What is your assessment of the challenges faced by the hospital?
JB: Getting the funding into the hospital to provide service is a key challenge, as in any business. The hospital has to be run like a business, and our product is high quality, empathetic health care. We must look at the systems that provide cash, and get the bills out and cash in to buy the resources we need to meet the organization’s goals.
Changes in the important parameters of decreasing volumes and increasing costs are having a big impact on the hospital. We must fix the processes to get the funding in here.
Are these challenges unique to our hospital?
JB: These challenges are not unique, particularly for small, rural, isolated hospitals. Many hospitals throughout the state and the country are in the same situation.
What is your philosophy/approach to hospital administration?
JB: My style is to have high expectations, which includes accountability for the actions of everyone within the organization. I believe in frankness, and seeking and resolving problems in an expedient manner. I want people to do the job they were hired to do. I believe in an interdepartmental and interpersonal teamwork approach to meeting the goals of the organization.
Why were you interested in becoming MCDH’s Interim CEO?
JB: I came out of retirement to take this position for a few reasons. The challenges faced by MCDH are challenges that I have faced before, in other organizations. These are exciting challenges to work with. Another reason I sought the position is that I love this area, and the thought of living here for a while was appealing.
What are the top priorities you plan to address during your time at MCDH?
JB: Among my top priorities are establishing a focus and direction for the hospital, and getting the financial situation stabilized. With the experience I bring, I’d like to help lead the organization and employees to realize their potential. Establishing the framework for the continued success of this hospital is important, so that the hospital can serve the needs of this community for the long term.
Do you anticipate making changes in the programs and services provided by the hospital?
JB: If changes can be and need to be made within the three to six months that I am here, then yes, we’ll make those changes. Some changes are needed to improve the hospital’s financial stability, and employees need to be empowered to do their jobs and be held accountable. My job as Interim CEO is not to fix everything, but to establish focus and direction to pass on to the next person to take on the CEO job full time.
Do you think that seeking Critical Access Hospital (CAH) status – a decision made by the Board just prior to your arrival – is a good thing for our community?

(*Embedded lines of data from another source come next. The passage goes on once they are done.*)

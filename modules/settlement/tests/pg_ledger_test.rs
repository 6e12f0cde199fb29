//! Postgres ledger adapter
//!
//! Needs a reachable database at DATABASE_URL; run with
//! `cargo test --test pg_ledger_test -- --ignored`.

mod common;

use chrono::Utc;
use rust_decimal::Decimal;
use rust_decimal_macros::dec;
use serial_test::serial;
use uuid::Uuid;

use common::{date, get_test_pool};
use settlement_rs::ledger::{LedgerError, LedgerPort, PgLedger};
use settlement_rs::models::{
    CreditNoteItem, CreditNoteRequest, Document, DocumentKind, Party, PostingDraft, PostingLine,
    PostingStatus, TransferRequest,
};
use settlement_rs::services::fx_service::ManualRateBook;

fn unique(prefix: &str) -> String {
    format!("{}-{}", prefix, Uuid::new_v4().simple())
}

fn invoice(id: &str, order_id: &str, day: u32, total: Decimal) -> Document {
    Document {
        id: id.to_string(),
        kind: DocumentKind::SalesInvoice,
        order_id: order_id.to_string(),
        customer: Some("Amazon USD".into()),
        posting_date: date(2025, 3, day),
        grand_total: total,
        outstanding: total,
        return_against: None,
        source_report_id: None,
        created_at: Utc::now(),
    }
}

fn sale_draft(report_id: &str, order_id: &str, amount: Decimal) -> PostingDraft {
    let mut ar = PostingLine::new("Debtors USD", "USD", Decimal::ONE).with_credit(amount);
    ar.party = Some(Party::customer("Amazon USD"));
    ar.order_id = Some(order_id.to_string());
    ar.is_advance = true;

    let mut draft = PostingDraft {
        report_id: report_id.to_string(),
        posting_date: date(2025, 3, 17),
        deposit_at: None,
        remark: "Settlement Period: 2025-03-01 - 2025-03-15".into(),
        multi_currency: false,
        lines: vec![
            PostingLine::new("Amazon Clearing USD", "USD", Decimal::ONE).with_debit(amount),
            ar,
        ],
    };
    draft.renumber();
    draft
}

async fn cleanup(ledger: &PgLedger, report_id: &str, document_ids: &[String]) {
    sqlx::query("DELETE FROM settlement_postings WHERE report_id = $1")
        .bind(report_id)
        .execute(ledger.pool())
        .await
        .expect("Failed to cleanup postings");
    sqlx::query("DELETE FROM ledger_documents WHERE return_against = ANY($1)")
        .bind(document_ids)
        .execute(ledger.pool())
        .await
        .expect("Failed to cleanup credit notes");
    sqlx::query("DELETE FROM ledger_documents WHERE id = ANY($1)")
        .bind(document_ids)
        .execute(ledger.pool())
        .await
        .expect("Failed to cleanup documents");
}

#[tokio::test]
#[serial]
#[ignore = "Requires a Postgres database"]
async fn test_posting_lifecycle_settles_references() {
    let ledger = PgLedger::new(get_test_pool().await);
    let report_id = unique("R");
    let order_id = unique("O");
    let invoice_id = unique("SI");

    ledger
        .insert_document(&invoice(&invoice_id, &order_id, 5, dec!(50)))
        .await
        .expect("Failed to insert invoice");

    let posting_id = ledger
        .create_posting(sale_draft(&report_id, &order_id, dec!(50)))
        .await
        .expect("Failed to create posting");

    let draft = ledger
        .find_posting(&report_id, PostingStatus::Provisional)
        .await
        .unwrap()
        .expect("provisional posting");
    assert_eq!(draft.id, posting_id);
    assert_eq!(draft.lines.len(), 2);
    assert_eq!(draft.lines[1].line_no, 2);

    ledger.confirm_posting(posting_id).await.expect("Failed to confirm");
    let err = ledger.confirm_posting(posting_id).await.unwrap_err();
    assert!(matches!(err, LedgerError::InvalidState(_)));

    let open = ledger
        .query_open_documents(&order_id, DocumentKind::SalesInvoice)
        .await
        .unwrap();
    assert_eq!(open.len(), 1);
    assert!(!ledger.is_referenced_by_report(&report_id, &invoice_id).await.unwrap());

    let reference = open[0].to_ref();
    ledger
        .attach_reference(posting_id, 2, reference.clone())
        .await
        .expect("Failed to attach reference");
    assert!(ledger.is_referenced_by_report(&report_id, &invoice_id).await.unwrap());
    assert_eq!(ledger.query_outstanding_amount(&invoice_id).await.unwrap(), Decimal::ZERO);

    let err = ledger.attach_reference(posting_id, 2, reference).await.unwrap_err();
    assert!(matches!(err, LedgerError::InvalidState(_)));

    cleanup(&ledger, &report_id, &[invoice_id.clone()]).await;
}

#[tokio::test]
#[serial]
#[ignore = "Requires a Postgres database"]
async fn test_credit_note_is_keyed_by_invoice_and_report() {
    let ledger = PgLedger::new(get_test_pool().await);
    let report_id = unique("R");
    let order_id = unique("O");
    let invoice_id = unique("SI");

    ledger
        .insert_document(&invoice(&invoice_id, &order_id, 2, dec!(80)))
        .await
        .expect("Failed to insert invoice");
    assert_eq!(
        ledger.latest_sales_invoice(&order_id).await.unwrap().map(|d| d.id),
        Some(invoice_id.clone())
    );
    assert!(ledger.find_credit_note(&invoice_id, &report_id).await.unwrap().is_none());

    let request = CreditNoteRequest {
        original_invoice_id: invoice_id.clone(),
        order_id: order_id.clone(),
        report_id: report_id.clone(),
        customer: None,
        posting_date: date(2025, 3, 17),
        merchant_order_id: Some(String::new()),
        remark: Some("Fulfillment by Amazon (FBA) Order Refund".into()),
        items: vec![CreditNoteItem {
            sku: "SKU-2".into(),
            amount: dec!(80),
        }],
        charges: Vec::new(),
    };
    let created = ledger.create_credit_note(&request).await.expect("Failed to create credit note");
    assert!(created.id.starts_with("CN-"));
    assert_eq!(created.customer.as_deref(), Some("Amazon USD"));
    assert_eq!(created.grand_total, dec!(80));

    let found = ledger
        .find_credit_note(&invoice_id, &report_id)
        .await
        .unwrap()
        .expect("credit note by invoice and report");
    assert_eq!(found.id, created.id);

    cleanup(&ledger, &report_id, &[invoice_id.clone()]).await;
}

#[tokio::test]
#[serial]
#[ignore = "Requires a Postgres database"]
async fn test_transfers_and_manual_rates() {
    let ledger = PgLedger::new(get_test_pool().await);
    let reference = unique("R");

    let request = TransferRequest {
        reference: reference.clone(),
        posting_date: date(2025, 3, 17),
        from_account: "Amazon Clearing CAD".into(),
        to_account: "Operating Bank".into(),
        currency: "CAD".into(),
        paid_amount: dec!(100),
        received_amount: dec!(73.33),
        exchange_rate: dec!(0.7333),
    };
    assert!(!ledger.transfer_exists(&reference).await.unwrap());
    let first = ledger.create_transfer(&request).await.expect("Failed to create transfer");
    let second = ledger.create_transfer(&request).await.expect("Failed to replay transfer");
    assert_eq!(first, second);
    assert!(ledger.transfer_exists(&reference).await.unwrap());

    ledger
        .record_manual_rate("cad", "usd", date(2025, 3, 1), dec!(0.72))
        .await
        .expect("Failed to record rate");
    ledger
        .record_manual_rate("CAD", "USD", date(2025, 3, 10), dec!(0.74))
        .await
        .expect("Failed to record rate");
    assert_eq!(
        ledger.latest_manual_rate("CAD", "USD", date(2025, 3, 5)).await.unwrap(),
        Some(dec!(0.72))
    );
    assert_eq!(
        ledger.latest_manual_rate("CAD", "USD", date(2025, 3, 20)).await.unwrap(),
        Some(dec!(0.74))
    );

    sqlx::query("DELETE FROM clearing_transfers WHERE reference = $1")
        .bind(&reference)
        .execute(ledger.pool())
        .await
        .expect("Failed to cleanup transfers");
}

JB: Yes. CAH is set up to “save” small rural hospitals that are needed in healthcare throughout the nation. It will provide a significant portion of the additional reimbursement we need to continue to provide high quality, necessary health care.

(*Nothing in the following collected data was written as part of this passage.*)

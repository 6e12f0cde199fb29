pub mod aggregation;
pub mod allocation_service;
pub mod clearing_transfer_service;
pub mod credit_note_service;
pub mod finalize_service;
pub mod fx_service;
pub mod posting_builder;
pub mod settlement_service;

pub use allocation_service::AllocationService;
pub use clearing_transfer_service::ClearingTransferService;
pub use credit_note_service::CreditNoteService;
pub use finalize_service::FinalizeService;
pub use fx_service::{FxService, HttpRateProvider};
pub use posting_builder::PostingBuilder;
pub use settlement_service::{SettlementService, SyncSummary};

What is your opinion on other decisions pending at the Board level, such as affiliation and seeking a parcel tax?
JB: Affiliation with a larger system is a good idea for rural hospitals. Tapping into the resources of established systems can be a prudent way to improve the financial and clinical performance of the hospital.
A parcel tax is another way for the community to assure that the hospital stays in its high quality role in the community. It needs to be considered as another way to provide necessary funding.
How about a bit of personal information?
JB: My wife, Jean, is an instructional aide teaching at the elementary school level. We have four grown children and two dogs. Boating, golfing and walking with our dogs and Jean are favorite pastimes of mine.
Anything else you’d like to share with the community?
JB: I’m glad to be here. I’m being received very well, which I see as a good sign that people really want this hospital to succeed. It seems that everywhere I go, people know who I am and express their support, and I appreciate that.